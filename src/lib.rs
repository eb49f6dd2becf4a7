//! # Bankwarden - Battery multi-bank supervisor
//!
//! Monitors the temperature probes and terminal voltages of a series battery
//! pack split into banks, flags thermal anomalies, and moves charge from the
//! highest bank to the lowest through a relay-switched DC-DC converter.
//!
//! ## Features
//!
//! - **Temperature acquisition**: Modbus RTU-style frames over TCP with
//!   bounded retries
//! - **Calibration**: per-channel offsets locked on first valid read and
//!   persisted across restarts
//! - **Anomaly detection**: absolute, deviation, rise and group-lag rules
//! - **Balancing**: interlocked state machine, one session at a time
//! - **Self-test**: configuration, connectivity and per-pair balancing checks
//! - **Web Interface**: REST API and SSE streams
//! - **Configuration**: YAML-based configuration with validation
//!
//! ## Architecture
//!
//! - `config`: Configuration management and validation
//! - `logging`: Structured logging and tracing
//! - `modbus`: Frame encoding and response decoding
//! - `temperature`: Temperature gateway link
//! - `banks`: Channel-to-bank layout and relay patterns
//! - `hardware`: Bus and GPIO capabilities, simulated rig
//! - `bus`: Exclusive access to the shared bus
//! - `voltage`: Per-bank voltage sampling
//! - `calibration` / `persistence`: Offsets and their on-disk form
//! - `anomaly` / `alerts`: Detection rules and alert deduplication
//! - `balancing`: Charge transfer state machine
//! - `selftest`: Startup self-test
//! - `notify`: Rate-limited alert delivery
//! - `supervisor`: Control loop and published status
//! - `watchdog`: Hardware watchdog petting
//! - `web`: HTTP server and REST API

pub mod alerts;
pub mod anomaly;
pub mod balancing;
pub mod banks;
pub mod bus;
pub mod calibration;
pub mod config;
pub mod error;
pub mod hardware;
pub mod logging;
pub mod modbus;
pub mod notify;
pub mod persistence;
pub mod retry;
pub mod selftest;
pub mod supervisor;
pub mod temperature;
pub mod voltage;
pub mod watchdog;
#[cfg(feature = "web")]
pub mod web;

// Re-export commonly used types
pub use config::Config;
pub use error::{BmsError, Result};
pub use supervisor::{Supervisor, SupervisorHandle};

________________________________________

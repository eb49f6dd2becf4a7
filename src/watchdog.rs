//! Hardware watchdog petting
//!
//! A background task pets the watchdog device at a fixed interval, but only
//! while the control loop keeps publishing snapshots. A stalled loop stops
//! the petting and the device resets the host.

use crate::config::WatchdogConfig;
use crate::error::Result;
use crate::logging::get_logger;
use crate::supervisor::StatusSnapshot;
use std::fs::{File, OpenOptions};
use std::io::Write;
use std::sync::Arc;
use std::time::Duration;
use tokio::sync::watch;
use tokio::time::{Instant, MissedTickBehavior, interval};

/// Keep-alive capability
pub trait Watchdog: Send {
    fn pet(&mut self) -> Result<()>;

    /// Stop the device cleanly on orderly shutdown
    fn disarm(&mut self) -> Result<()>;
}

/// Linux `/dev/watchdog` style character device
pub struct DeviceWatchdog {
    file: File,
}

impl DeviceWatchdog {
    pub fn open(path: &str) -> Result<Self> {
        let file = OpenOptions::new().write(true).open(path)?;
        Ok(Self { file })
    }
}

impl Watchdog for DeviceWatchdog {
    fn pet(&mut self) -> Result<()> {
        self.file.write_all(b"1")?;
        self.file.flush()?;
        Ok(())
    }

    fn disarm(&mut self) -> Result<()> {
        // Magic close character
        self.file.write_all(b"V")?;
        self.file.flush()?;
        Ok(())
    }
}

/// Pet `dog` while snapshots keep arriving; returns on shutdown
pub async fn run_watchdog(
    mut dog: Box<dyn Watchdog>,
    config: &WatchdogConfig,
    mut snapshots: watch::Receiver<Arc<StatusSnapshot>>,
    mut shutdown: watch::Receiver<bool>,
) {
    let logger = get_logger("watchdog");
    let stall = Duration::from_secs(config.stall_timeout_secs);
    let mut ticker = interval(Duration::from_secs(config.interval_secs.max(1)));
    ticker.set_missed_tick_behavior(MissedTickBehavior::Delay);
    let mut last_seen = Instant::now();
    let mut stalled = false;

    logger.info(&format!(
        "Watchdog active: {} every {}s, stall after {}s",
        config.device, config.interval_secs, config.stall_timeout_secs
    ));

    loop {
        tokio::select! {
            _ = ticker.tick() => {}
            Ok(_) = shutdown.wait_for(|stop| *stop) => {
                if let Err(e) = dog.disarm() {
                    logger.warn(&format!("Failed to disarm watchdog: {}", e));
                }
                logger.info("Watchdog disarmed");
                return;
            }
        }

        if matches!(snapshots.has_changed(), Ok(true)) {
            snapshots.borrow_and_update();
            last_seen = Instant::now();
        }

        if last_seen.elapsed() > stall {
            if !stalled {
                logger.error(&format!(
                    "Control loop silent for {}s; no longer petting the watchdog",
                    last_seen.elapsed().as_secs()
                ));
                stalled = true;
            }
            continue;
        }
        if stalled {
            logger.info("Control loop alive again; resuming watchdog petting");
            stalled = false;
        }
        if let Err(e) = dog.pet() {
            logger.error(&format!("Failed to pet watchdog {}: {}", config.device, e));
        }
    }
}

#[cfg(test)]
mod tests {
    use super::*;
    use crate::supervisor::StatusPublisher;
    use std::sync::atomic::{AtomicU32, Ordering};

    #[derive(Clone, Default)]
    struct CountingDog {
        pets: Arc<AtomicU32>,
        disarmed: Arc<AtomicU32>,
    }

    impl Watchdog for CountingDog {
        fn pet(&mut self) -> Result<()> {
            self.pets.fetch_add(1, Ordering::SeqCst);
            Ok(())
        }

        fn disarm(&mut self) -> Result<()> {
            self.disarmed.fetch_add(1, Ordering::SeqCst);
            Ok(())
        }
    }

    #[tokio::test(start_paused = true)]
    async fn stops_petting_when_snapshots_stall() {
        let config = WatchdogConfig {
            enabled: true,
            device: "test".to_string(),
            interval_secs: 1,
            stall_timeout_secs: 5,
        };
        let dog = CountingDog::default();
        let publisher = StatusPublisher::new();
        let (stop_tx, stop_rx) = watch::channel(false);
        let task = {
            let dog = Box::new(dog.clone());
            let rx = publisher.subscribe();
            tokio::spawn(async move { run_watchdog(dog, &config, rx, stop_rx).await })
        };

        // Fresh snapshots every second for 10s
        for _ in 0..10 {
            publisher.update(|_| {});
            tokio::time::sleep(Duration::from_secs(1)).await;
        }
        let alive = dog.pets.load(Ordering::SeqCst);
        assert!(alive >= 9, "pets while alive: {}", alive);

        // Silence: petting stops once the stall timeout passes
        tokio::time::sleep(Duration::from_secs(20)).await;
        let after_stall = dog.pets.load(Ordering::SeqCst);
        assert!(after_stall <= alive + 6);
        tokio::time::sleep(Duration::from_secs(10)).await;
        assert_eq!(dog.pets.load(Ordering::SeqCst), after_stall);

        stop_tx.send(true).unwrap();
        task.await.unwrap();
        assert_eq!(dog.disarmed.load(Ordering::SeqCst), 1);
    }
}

________________________________________

In the listing, find every line with the word "CountingDog" and return it.

● RESPONSE TO THE TASK
    struct CountingDog {
    impl Watchdog for CountingDog {
        let dog = CountingDog::default();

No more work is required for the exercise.